Personal information
- Full name: Lee Richard McEvilly
- Date of birth: 15 April 1982 (age 43)
- Place of birth: Bootle, Liverpool, England
- Height: 6 ft 0 in (1.83 m)
- Position(s): Striker

Youth career
- 0000–1999: Burscough

Senior career*
- Years: Team / Apps / (Gls)
- 1999–2001: Burscough / 49 / (28)
- 2001–2004: Rochdale / 87 / (25)
- 2004: → Accrington Stanley (loan) / 6 / (2)
- 2004–2005: Accrington Stanley / 39 / (15)
- 2005–2007: Wrexham / 51 / (14)
- 2007–2008: Accrington Stanley / 11 / (0)
- 2007–2008: → Rochdale (loan) / 7 / (3)
- 2008: → Cambridge United (loan) / 14 / (3)
- 2008–2009: Cambridge United / 18 / (8)
- 2008–2009: → Rochdale (loan) / 5 / (2)
- 2009: Rochdale / 11 / (3)
- 2009: → Barrow (loan) / 6 / (1)
- 2009: Grays Athletic / 0 / (0)
- 2010: Marine / 6 / (2)
- 2010: Barrow / 6 / (1)
- 2010: Sligo Rovers / 1 / (0)
- 2010–2011: Burscough / ? / (?)
- 2011: Droylsden / 4 / (?)
- 2011: Chorley / 12 / (4)
- 2011–2012: Colwyn Bay / 8 / (3)
- 2012: AFC Fylde / 10 / (0)
- 2012: Warrington Town / ? / (?)
- 2013: Barrow / 6 / (0)
- 2013: Droylsden / 9 / (1)
- 2018–?: Litherland REMYCA / ? / (?)

International career^{‡}
- 2002–2003: Northern Ireland U21 / 9 / (3)
- 2004: Northern Ireland U23 / 1 / (0)
- 2002: Northern Ireland / 1 / (0)

= Lee McEvilly =

English footballer (born 1982)

Lee Richard McEvilly (born 15 April 1982) aka 'The Sheriff' is a retired footballer who played as a striker. Although born in England, he won one cap for the Northern Ireland national team in 2002 and also played for Northern Ireland at under-21 and under-23 levels.

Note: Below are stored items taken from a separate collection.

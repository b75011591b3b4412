//! Provider adapters: thin shims binding specific hosting environments to
//! the invocation router contract. Adapters only obtain the raw request and
//! flush the raw response; routing, payload parsing, and response
//! serialization live in the shared router.

pub mod cloud;

pub use cloud::{CloudFunctionAdapter, HostRequest, HostResponse};
//! Gateway configuration.

use serde::{Deserialize, Serialize};

/// Default listen port for the dev/container hosts.
pub const DEFAULT_PORT: u16 = 3000;

/// Maximum request body size: 20 MiB.
pub const DEFAULT_MAX_BODY_SIZE: usize = 20 * 1024 * 1024;

/// Configuration for the gateway server.
#[derive(Debug, Clone, Serialize, Deserialize)]
pub struct GatewayConfig {
    /// Host address to bind to.
    pub host: String,
    /// Port to listen on.
    pub port: u16,
    /// Wrap request bodies in a simulated-event envelope.
    pub simulate_event: bool,
    /// Serve permissive CORS headers and answer OPTIONS preflights.
    pub cors: bool,
    /// Maximum request body size in bytes, enforced while draining.
    pub max_body_size: usize,
}

impl Default for GatewayConfig {
    fn default() -> Self {
        Self {
            host: "0.0.0.0".to_string(),
            port: DEFAULT_PORT,
            simulate_event: false,
            cors: true,
            max_body_size: DEFAULT_MAX_BODY_SIZE,
        }
    }
}

impl GatewayConfig {
    pub fn new() -> Self {
        Self::default()
    }

    /// Set the host address.
    pub fn host(mut self, host: impl Into<String>) -> Self {
        self.host = host.into();
        self
    }

    /// Set the port.
    pub fn port(mut self, port: u16) -> Self {
        self.port = port;
        self
    }

    /// Enable or disable simulated-event mode.
    pub fn simulate_event(mut self, simulate: bool) -> Self {
        self.simulate_event = simulate;
        self
    }

    /// Enable or disable CORS headers.
    pub fn cors(mut self, cors: bool) -> Self {
        self.cors = cors;
        self
    }

    /// Get the bind address.
    pub fn bind_addr(&self) -> String {
        format!("{}:{}", self.host, self.port)
    }
}
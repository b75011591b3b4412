//! The invocation router: request-to-handler dispatch.

use crate::function::handler::{HandlerError, HandlerOutput};
use crate::function::registry::FunctionRegistry;
use crate::http::invocation::{Invocation, InvocationKind, Method, RawRequest};
use crate::http::payload::{self, PayloadError, PayloadMode};
use crate::http::response::{HeaderPolicy, ResponseDescriptor, WireResponse};
use crate::runtime::config::GatewayConfig;
use std::sync::Arc;
use tracing::{debug, error, info};

/// Resolves a request to a handler, builds the invocation record, invokes
/// the handler, and serializes the result.
///
/// Constructed once from a registry and a mode, then invoked per request.
/// Every failure past routing is caught here and converted into a terminal
/// response; nothing propagates to the host. Invocation is at-most-once.
pub struct Router {
    registry: Arc<FunctionRegistry>,
    mode: PayloadMode,
    policy: HeaderPolicy,
    max_body: usize,
}

impl Router {
    pub fn new(registry: Arc<FunctionRegistry>, config: &GatewayConfig) -> Self {
        Self {
            registry,
            mode: if config.simulate_event {
                PayloadMode::SimulatedEvent
            } else {
                PayloadMode::Normal
            },
            policy: HeaderPolicy { cors: config.cors },
            max_body: config.max_body_size,
        }
    }

    pub fn registry(&self) -> &Arc<FunctionRegistry> {
        &self.registry
    }

    /// Dispatch a materialized request: the first non-empty path segment is
    /// the route name, the remaining segments its positional arguments.
    pub async fn dispatch(&self, req: RawRequest) -> WireResponse {
        let segments = req.path_segments();
        let Some((route, args)) = segments.split_first() else {
            debug!("no route in path '{}'", req.path());
            return WireResponse::empty(404);
        };
        let route = route.to_string();
        let uri_args = args.iter().map(|s| s.to_string()).collect();
        self.invoke_route(&route, &req, uri_args).await
    }

    /// Invoke a specific route with caller-supplied positional arguments.
    ///
    /// This is the seam provider adapters use: they resolve the target name
    /// themselves (fixed at deploy time) and delegate everything else here.
    pub async fn invoke_route(
        &self,
        route: &str,
        req: &RawRequest,
        uri_args: Vec<String>,
    ) -> WireResponse {
        // Unknown routes are terminal before any body is looked at, so a
        // malformed body on an unknown route never surfaces a parse error.
        let Some(handler) = self.registry.get(route) else {
            debug!("no handler registered for '{}'", route);
            return WireResponse::empty(404);
        };

        let kind = self.kind(req.method);

        // Preflights are answered without invoking any handler.
        if kind == InvocationKind::Http(Method::Options) {
            return WireResponse::canned(200, &self.policy);
        }

        let payload = match payload::from_request(req, self.mode, self.max_body) {
            Ok(payload) => payload,
            Err(err) => return self.payload_failure(route, err),
        };

        info!("{} {}", kind, route);
        debug!("payload: {:?}", payload);

        let invocation = Invocation::new(kind, payload).with_args(uri_args);
        match handler.invoke(invocation).await {
            Ok(output) => {
                let descriptor = match output {
                    HandlerOutput::Descriptor(descriptor) => descriptor,
                    HandlerOutput::Value(value) => ResponseDescriptor::new().data(value),
                };
                WireResponse::from_descriptor(descriptor, &self.policy)
            }
            Err(err) => self.handler_failure(route, err),
        }
    }

    fn kind(&self, method: Method) -> InvocationKind {
        match self.mode {
            PayloadMode::Normal => InvocationKind::Http(method),
            PayloadMode::SimulatedEvent => InvocationKind::SimulatedEvent,
        }
    }

    fn payload_failure(&self, route: &str, err: PayloadError) -> WireResponse {
        error!("payload normalization failed for '{}': {}", route, err);
        WireResponse::error(500, &err.to_string())
    }

    fn handler_failure(&self, route: &str, err: HandlerError) -> WireResponse {
        error!("handler '{}' failed: {}", route, err);
        WireResponse::error(err.status, &err.message)
    }
}
//! HTTP dispatch tests against the invocation router.

use funcgate::demo;
use funcgate::http::payload::{self, PayloadMode};
use funcgate::prelude::*;
use serde_json::{json, Value};
use std::sync::atomic::{AtomicBool, Ordering};
use std::sync::Arc;

/// The demo modules plus a marker route that records whether it ran.
fn router_with_marker() -> (Router, Arc<AtomicBool>) {
    let invoked = Arc::new(AtomicBool::new(false));
    let flag = invoked.clone();
    let marker = HandlerModule::new("marker").export(
        "watched",
        from_fn(move |_invocation| {
            flag.store(true, Ordering::SeqCst);
            Ok("ran")
        }),
    );

    let mut modules = demo::modules();
    modules.push(marker);
    let registry = Arc::new(FunctionRegistry::from_modules(modules));
    (Router::new(registry, &GatewayConfig::default()), invoked)
}

fn router() -> Router {
    router_with_marker().0
}

fn text_body(wire: &WireResponse) -> String {
    serde_json::from_slice(&wire.body).expect("body should be a JSON string")
}

#[tokio::test]
async fn get_status_defaults_to_200_with_handler_value() {
    let wire = router()
        .dispatch(RawRequest::new(Method::Get, "/hello?hello=world"))
        .await;

    assert_eq!(wire.status, 200);
    assert_eq!(text_body(&wire), "Hello HTTP_GET, here is your world");
}

#[tokio::test]
async fn method_is_reflected_in_the_invocation_kind() {
    let wire = router()
        .dispatch(RawRequest::new(Method::Post, "/hello").body(r#"{"hello":"world"}"#))
        .await;

    assert_eq!(wire.status, 200);
    assert_eq!(text_body(&wire), "Hello HTTP_POST, here is your world");
}

#[tokio::test]
async fn unknown_route_is_404_with_empty_body() {
    let (router, invoked) = router_with_marker();

    let wire = router
        .dispatch(RawRequest::new(Method::Post, "/nowhere").body("{not json"))
        .await;

    assert_eq!(wire.status, 404);
    assert!(wire.body.is_empty());
    // No other handler runs as a side effect, and the malformed body is
    // never parsed.
    assert!(!invoked.load(Ordering::SeqCst));
}

#[tokio::test]
async fn handler_error_maps_to_500() {
    let wire = router().dispatch(RawRequest::new(Method::Get, "/goodbye")).await;

    assert_eq!(wire.status, 500);
    let body: Value = serde_json::from_slice(&wire.body).unwrap();
    assert_eq!(body["error"], "boom");
}

#[tokio::test]
async fn path_segments_become_uri_args() {
    let wire = router()
        .dispatch(RawRequest::new(Method::Get, "/withArgs/123"))
        .await;

    assert_eq!(wire.status, 200);
    assert_eq!(text_body(&wire), "123");
}

#[tokio::test]
async fn descriptor_status_and_message_pass_through() {
    let wire = router().dispatch(RawRequest::new(Method::Get, "/fancy")).await;

    assert_eq!(wire.status, 401);
    let body: Value = serde_json::from_slice(&wire.body).unwrap();
    assert_eq!(body["message"], "Unauthorized");
}

#[tokio::test]
async fn post_json_payload_deep_equals_the_body() {
    let sent = json!({ "a": 1, "b": [true, null, "three"], "nested": { "deep": {} } });
    let wire = router()
        .dispatch(RawRequest::new(Method::Post, "/handler").body(sent.to_string()))
        .await;

    assert_eq!(wire.status, 200);
    let echoed: Value = serde_json::from_slice(&wire.body).unwrap();
    assert_eq!(echoed, sent);
}

#[tokio::test]
async fn post_non_json_body_becomes_a_buffer() {
    let raw: &[u8] = b"\x00\x01\xffnot json at all";
    let wire = router()
        .dispatch(RawRequest::new(Method::Post, "/handler").body(raw))
        .await;

    assert_eq!(wire.status, 200);
    // The echo handler returns the buffer verbatim: binary passthrough.
    assert_eq!(&wire.body[..], raw);
}

#[tokio::test]
async fn options_preflight_short_circuits() {
    let (router, invoked) = router_with_marker();

    let wire = router
        .dispatch(RawRequest::new(Method::Options, "/watched"))
        .await;

    assert_eq!(wire.status, 200);
    assert_eq!(wire.headers["Access-Control-Allow-Origin"], "*");
    assert!(!invoked.load(Ordering::SeqCst));
}

#[tokio::test]
async fn options_on_unknown_route_is_still_404() {
    let wire = router()
        .dispatch(RawRequest::new(Method::Options, "/missing"))
        .await;

    assert_eq!(wire.status, 404);
}

#[tokio::test]
async fn async_handlers_are_awaited() {
    let wire = router().dispatch(RawRequest::new(Method::Get, "/useAsync")).await;

    assert_eq!(wire.status, 200);
    assert_eq!(text_body(&wire), "it works");
}

#[tokio::test]
async fn handler_headers_override_defaults() {
    let raw: &[u8] = b"\xff\xd8\xff\xe0";
    let wire = router()
        .dispatch(RawRequest::new(Method::Post, "/upload").body(raw))
        .await;

    assert_eq!(wire.status, 200);
    assert_eq!(wire.headers["content-type"], "image/jpeg");
    assert_eq!(&wire.body[..], raw);
}

#[test]
fn normalization_is_idempotent_over_a_replayed_request() {
    let req = RawRequest::new(Method::Post, "/handler").body(r#"{"k":"v"}"#);

    let first = payload::from_request(&req, PayloadMode::Normal, 1024).unwrap();
    let second = payload::from_request(&req, PayloadMode::Normal, 1024).unwrap();
    assert_eq!(first, second);

    let get = RawRequest::new(Method::Get, "/handler?x=1&y=2");
    let first = payload::from_request(&get, PayloadMode::Normal, 1024).unwrap();
    let second = payload::from_request(&get, PayloadMode::Normal, 1024).unwrap();
    assert_eq!(first, second);
}

#[tokio::test]
async fn oversized_body_fails_the_request() {
    let registry = Arc::new(FunctionRegistry::from_modules(demo::modules()));
    let config = GatewayConfig {
        max_body_size: 8,
        ..GatewayConfig::default()
    };
    let router = Router::new(registry, &config);

    let wire = router
        .dispatch(RawRequest::new(Method::Post, "/handler").body("{\"way\":\"too long\"}"))
        .await;

    assert_eq!(wire.status, 500);
}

McEvilly had a journeyman career, starting with non-League side Burscough, rising through their youth ranks to the senior side, where he made 49 league appearances, scoring 28 goals. In December 2001, Third Division club Rochdale signed him for £20,000. From 2004 to 2009 he had spells in the Conference National and League Two with Accrington Stanley, Cambridge United and Wrexham. McEvilly subsequently struggled with injuries, and in the second half of his career he had brief spells at numerous non-league clubs in England and Wales, as well as a brief period at League of Ireland side Sligo Rovers in 2010.

==Club career==
===Early career===
McEvilly started his career at Burscough rising through the youth ranks, making his senior debut against Southport in the Liverpool Senior Cup final in August 1999. He went on to play 49 Northern Premier League games for Burscough, scoring 28 goals over two seasons. Rochdale manager John Hollins signed McEvilly in December 2001, for the Third Division club for a fee believed to be around £15,000 plus a sell-on clause. He made his debut for Rochdale in the Third Division against Kidderminster Harriers on 26 December in the 4–1 away defeat, replacing Clive Platt as a substitute in the 69th minute. McEvilly scored his first Football League goal, and his first for Rochdale against York City in their 5–4 home win on 5 February 2002. During McEvilly's first season with Rochdale, 2001–02, they reached the playoffs finishing fifth place. Rochdale were defeated by Rushden & Diamonds in the playoff semi-finals 4–3 on aggregate over two legs. During the first leg away at Nene Park, McEvilly scored in the 2–2 draw. He made a total of 18 appearances in the Third Division, scoring four goals. The following season, 2002–03, McEvilly played 37 games in the Third Division scoring 15 goals.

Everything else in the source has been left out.